BEGIN GIVEN INFORMATION

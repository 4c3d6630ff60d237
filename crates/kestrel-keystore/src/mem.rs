// Copyright (c) 2025 Geoffrey Huntley <ghuntley@ghuntley.com>. All rights reserved.
// SPDX-License-Identifier: Proprietary

//! In-memory key store.

use std::collections::HashMap;

use async_trait::async_trait;
use kestrel_crypto::SecretKey;
use tokio::sync::RwLock;

use crate::error::StoreError;
use crate::store::{KeyIter, KeyStore};

/// A [`KeyStore`] backed by process memory.
///
/// The reference implementation of the store contract and the backend of
/// the stateless server. Contents vanish with the process.
#[derive(Default)]
pub struct MemKeyStore {
	keys: RwLock<HashMap<String, SecretKey>>,
}

impl MemKeyStore {
	pub fn new() -> Self {
		Self::default()
	}
}

#[async_trait]
impl KeyStore for MemKeyStore {
	async fn create(&self, name: &str, key: SecretKey) -> Result<(), StoreError> {
		let mut keys = self.keys.write().await;
		if keys.contains_key(name) {
			return Err(StoreError::Exists);
		}
		keys.insert(name.to_string(), key);
		Ok(())
	}

	async fn get(&self, name: &str) -> Result<SecretKey, StoreError> {
		self.keys
			.read()
			.await
			.get(name)
			.cloned()
			.ok_or(StoreError::NotFound)
	}

	async fn delete(&self, name: &str) -> Result<(), StoreError> {
		self.keys.write().await.remove(name);
		Ok(())
	}

	async fn list(&self) -> Result<Box<dyn KeyIter>, StoreError> {
		// Snapshot under the read lock; the iterator does not observe
		// concurrent mutations.
		let names: Vec<String> = self.keys.read().await.keys().cloned().collect();
		Ok(Box::new(MemIter {
			names: names.into_iter(),
		}))
	}
}

struct MemIter {
	names: std::vec::IntoIter<String>,
}

#[async_trait]
impl KeyIter for MemIter {
	async fn next(&mut self) -> Option<Result<String, StoreError>> {
		self.names.next().map(Ok)
	}

	async fn close(self: Box<Self>) -> Result<(), StoreError> {
		Ok(())
	}
}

END GIVEN INFORMATION

**EXERCISE AIM:** In full and without change, transcribe the entries.

**SOLUTION BELOW:**
repository 4c3d6630ff60d237
filename crates/kestrel-keystore/src/mem.rs
// Copyright (c) 2025 Geoffrey Huntley <ghuntley@ghuntley.com>. All rights reserved.
// SPDX-License-Identifier: Proprietary

//! In-memory key store.

use std::collections::HashMap;

use async_trait::async_trait;
use kestrel_crypto::SecretKey;
use tokio::sync::RwLock;

use crate::error::StoreError;
use crate::store::{KeyIter, KeyStore};

/// A [`KeyStore`] backed by process memory.
///
/// The reference implementation of the store contract and the backend of
/// the stateless server. Contents vanish with the process.
#[derive(Default)]
pub struct MemKeyStore {
	keys: RwLock<HashMap<String, SecretKey>>,
}

impl MemKeyStore {
	pub fn new() -> Self {
		Self::default()
	}
}

#[async_trait]
impl KeyStore for MemKeyStore {
	async fn create(&self, name: &str, key: SecretKey) -> Result<(), StoreError> {
		let mut keys = self.keys.write().await;
		if keys.contains_key(name) {
			return Err(StoreError::Exists);
		}
		keys.insert(name.to_string(), key);
		Ok(())
	}

	async fn get(&self, name: &str) -> Result<SecretKey, StoreError> {
		self.keys
			.read()
			.await
			.get(name)
			.cloned()
			.ok_or(StoreError::NotFound)
	}

	async fn delete(&self, name: &str) -> Result<(), StoreError> {
		self.keys.write().await.remove(name);
		Ok(())
	}

	async fn list(&self) -> Result<Box<dyn KeyIter>, StoreError> {
		// Snapshot under the read lock; the iterator does not observe
		// concurrent mutations.
		let names: Vec<String> = self.keys.read().await.keys().cloned().collect();
		Ok(Box::new(MemIter {
			names: names.into_iter(),
		}))
	}
}

struct MemIter {
	names: std::vec::IntoIter<String>,
}

#[async_trait]
impl KeyIter for MemIter {
	async fn next(&mut self) -> Option<Result<String, StoreError>> {
		self.names.next().map(Ok)
	}

	async fn close(self: Box<Self>) -> Result<(), StoreError> {
		Ok(())
	}
}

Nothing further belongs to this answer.